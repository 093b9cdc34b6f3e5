use crate::controller::{make_patch, make_status, Published};
use maplit::btreemap;
use pg_fencing_controller_core::{Convergence, FencingState, InstanceId};
use pg_fencing_controller_k8s_api::{FencingStatus, Patch, ResourceId};
use pretty_assertions::assert_eq;
use std::time::Duration;

fn mk_convergence(states: &[(&str, FencingState)], converged: bool) -> Convergence {
    Convergence {
        states: states
            .iter()
            .map(|(id, state)| (InstanceId::from(*id), *state))
            .collect(),
        converged,
        retry_after: (!converged).then_some(Duration::from_secs(1)),
        violations: vec![],
    }
}

#[test]
fn renders_instance_states() {
    let status = make_status(&mk_convergence(
        &[
            ("pg-1", FencingState::Fenced),
            ("pg-2", FencingState::UnfencingRequested),
            ("pg-3", FencingState::Unfenced),
        ],
        false,
    ));
    assert_eq!(
        status,
        FencingStatus {
            instances: btreemap! {
                "pg-1".to_string() => "Fenced".to_string(),
                "pg-2".to_string() => "UnfencingRequested".to_string(),
                "pg-3".to_string() => "Unfenced".to_string(),
            },
            converged: false,
        }
    );
}

#[test]
fn patch_merges_fencing_status() {
    let status = make_status(&mk_convergence(&[("pg-1", FencingState::Fenced)], true));
    let Patch::Merge(patch) = make_patch(None, &status) else {
        panic!("status must be merge patched");
    };
    assert_eq!(
        patch,
        serde_json::json!({
            "status": {
                "fencing": {
                    "instances": { "pg-1": "Fenced" },
                    "converged": true,
                },
            },
        })
    );
}

#[test]
fn patch_removes_departed_instances() {
    let previous = make_status(&mk_convergence(
        &[("pg-1", FencingState::Fenced), ("pg-3", FencingState::Fenced)],
        true,
    ));
    let status = make_status(&mk_convergence(&[("pg-1", FencingState::Fenced)], true));
    let Patch::Merge(patch) = make_patch(Some(&previous), &status) else {
        panic!("status must be merge patched");
    };
    assert_eq!(
        patch,
        serde_json::json!({
            "status": {
                "fencing": {
                    "instances": { "pg-1": "Fenced", "pg-3": null },
                    "converged": true,
                },
            },
        })
    );

    // Applying the patch to the stored resource leaves only live instances.
    let mut stored = serde_json::json!({
        "spec": { "instances": 3 },
        "status": { "currentPrimary": "pg-1", "fencing": previous },
    });
    merge(&mut stored, &patch);
    assert_eq!(
        stored,
        serde_json::json!({
            "spec": { "instances": 3 },
            "status": {
                "currentPrimary": "pg-1",
                "fencing": { "instances": { "pg-1": "Fenced" }, "converged": true },
            },
        })
    );
}

/// Applies a JSON merge patch the way the API server does.
fn merge(target: &mut serde_json::Value, patch: &serde_json::Value) {
    let serde_json::Value::Object(patch) = patch else {
        *target = patch.clone();
        return;
    };
    if !target.is_object() {
        *target = serde_json::Value::Object(Default::default());
    }
    let serde_json::Value::Object(target) = target else {
        unreachable!()
    };
    for (key, value) in patch {
        if value.is_null() {
            target.remove(key);
        } else {
            merge(target.entry(key.clone()).or_insert(serde_json::Value::Null), value);
        }
    }
}

#[test]
fn unchanged_status_is_not_republished() {
    let id = ResourceId::new("db", "pg");
    let fenced = make_status(&mk_convergence(&[("pg-1", FencingState::Fenced)], true));
    let unfenced = make_status(&mk_convergence(&[("pg-1", FencingState::Unfenced)], true));

    let mut published = Published::default();
    assert!(published.is_changed(&id, &fenced));
    published.record(id.clone(), fenced.clone());
    assert!(!published.is_changed(&id, &fenced));
    assert!(published.is_changed(&id, &unfenced));
    assert!(published.is_changed(&ResourceId::new("db", "other"), &fenced));
    assert_eq!(published.get(&id), Some(&fenced));

    published.forget(&id);
    assert!(published.is_changed(&id, &fenced));

    published.record(id.clone(), fenced.clone());
    published.clear();
    assert!(published.is_changed(&id, &fenced));
}
use crate::k8s::{
    self, api::apps::v1::Deployment, Lease, ObjectMeta, OwnerReference, Patch, PatchParams,
    Resource,
};
use anyhow::{Context, Result};
use kubert::lease::{Claim, ClaimParams, LeaseManager};
use std::sync::Arc;
use tokio::{sync::watch, time::Duration};

const LEASE_NAME: &str = "fencing-controller-write";

/// Claims are held for this long without renewal.
const LEASE_DURATION: Duration = Duration::from_secs(30);

/// Claims are renewed this long before they would expire.
const RENEW_GRACE_PERIOD: Duration = Duration::from_secs(1);

/// Joins the election for the controller's write lease.
///
/// Only the holder of the lease executes fencing operations and writes Cluster
/// status; the returned receiver reports every change of holder.
pub async fn init<T>(
    runtime: &kubert::Runtime<T>,
    ns: &str,
    deployment_name: &str,
    hostname: &str,
) -> Result<watch::Receiver<Arc<Claim>>> {
    let deployment = k8s::Api::<Deployment>::namespaced(runtime.client(), ns)
        .get(deployment_name)
        .await
        .with_context(|| format!("failed to fetch deployment {ns}/{deployment_name}"))?;
    let owner = deployment
        .controller_owner_ref(&())
        .context("controller deployment must have a name and uid")?;

    let api = k8s::Api::<Lease>::namespaced(runtime.client(), ns);
    create_if_missing(&api, mk_lease(ns, deployment_name, owner)).await?;

    let params = ClaimParams {
        lease_duration: LEASE_DURATION,
        renew_grace_period: RENEW_GRACE_PERIOD,
    };
    let (claims, _task) = LeaseManager::init(api, LEASE_NAME)
        .await?
        .spawn(hostname, params)
        .await?;
    Ok(claims)
}

async fn create_if_missing(api: &k8s::Api<Lease>, lease: Lease) -> Result<()> {
    let params = PatchParams {
        field_manager: Some(crate::status::STATUS_CONTROLLER_NAME.to_string()),
        ..Default::default()
    };
    match api.patch(LEASE_NAME, &params, &Patch::Apply(lease)).await {
        Ok(lease) => tracing::info!(?lease, "Created Lease resource"),
        Err(k8s::Error::Api(error)) if error.code == 409 => {
            tracing::debug!("Lease already exists");
        }
        Err(error) => return Err(error).context("failed to create write lease"),
    }
    Ok(())
}

/// An empty Lease owned by the controller Deployment, so that it is deleted
/// along with the controller. The zero resource version makes the apply fail
/// with a conflict if the Lease already exists.
fn mk_lease(ns: &str, deployment_name: &str, owner: OwnerReference) -> Lease {
    Lease {
        metadata: ObjectMeta {
            name: Some(LEASE_NAME.to_string()),
            namespace: Some(ns.to_string()),
            resource_version: Some("0".to_string()),
            owner_references: Some(vec![owner]),
            labels: Some(
                std::iter::once((
                    "app.kubernetes.io/name".to_string(),
                    deployment_name.to_string(),
                ))
                .collect(),
            ),
            ..Default::default()
        },
        spec: None,
    }
}

#[cfg(test)]
mod tests {
    use super::*;
    use maplit::btreemap;

    #[test]
    fn lease_is_owned_by_the_controller() {
        let owner = OwnerReference {
            api_version: "apps/v1".to_string(),
            kind: "Deployment".to_string(),
            name: "fencing-controller".to_string(),
            uid: "8d0a6f1e".to_string(),
            controller: Some(true),
            ..Default::default()
        };
        let lease = mk_lease("pg-system", "fencing-controller", owner.clone());

        assert_eq!(lease.metadata.name.as_deref(), Some(LEASE_NAME));
        assert_eq!(lease.metadata.namespace.as_deref(), Some("pg-system"));
        assert_eq!(lease.metadata.resource_version.as_deref(), Some("0"));
        assert_eq!(lease.metadata.owner_references, Some(vec![owner]));
        assert_eq!(
            lease.metadata.labels,
            Some(btreemap! {
                "app.kubernetes.io/name".to_string() => "fencing-controller".to_string(),
            })
        );
        assert!(lease.spec.is_none(), "the lease manager writes the spec");
    }
}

Exercise aim: Please copy every line in the entries where "error" appears.

Expected answer:
        Err(k8s::Error::Api(error)) if error.code == 409 => {
        Err(error) => return Err(error).context("failed to create write lease"),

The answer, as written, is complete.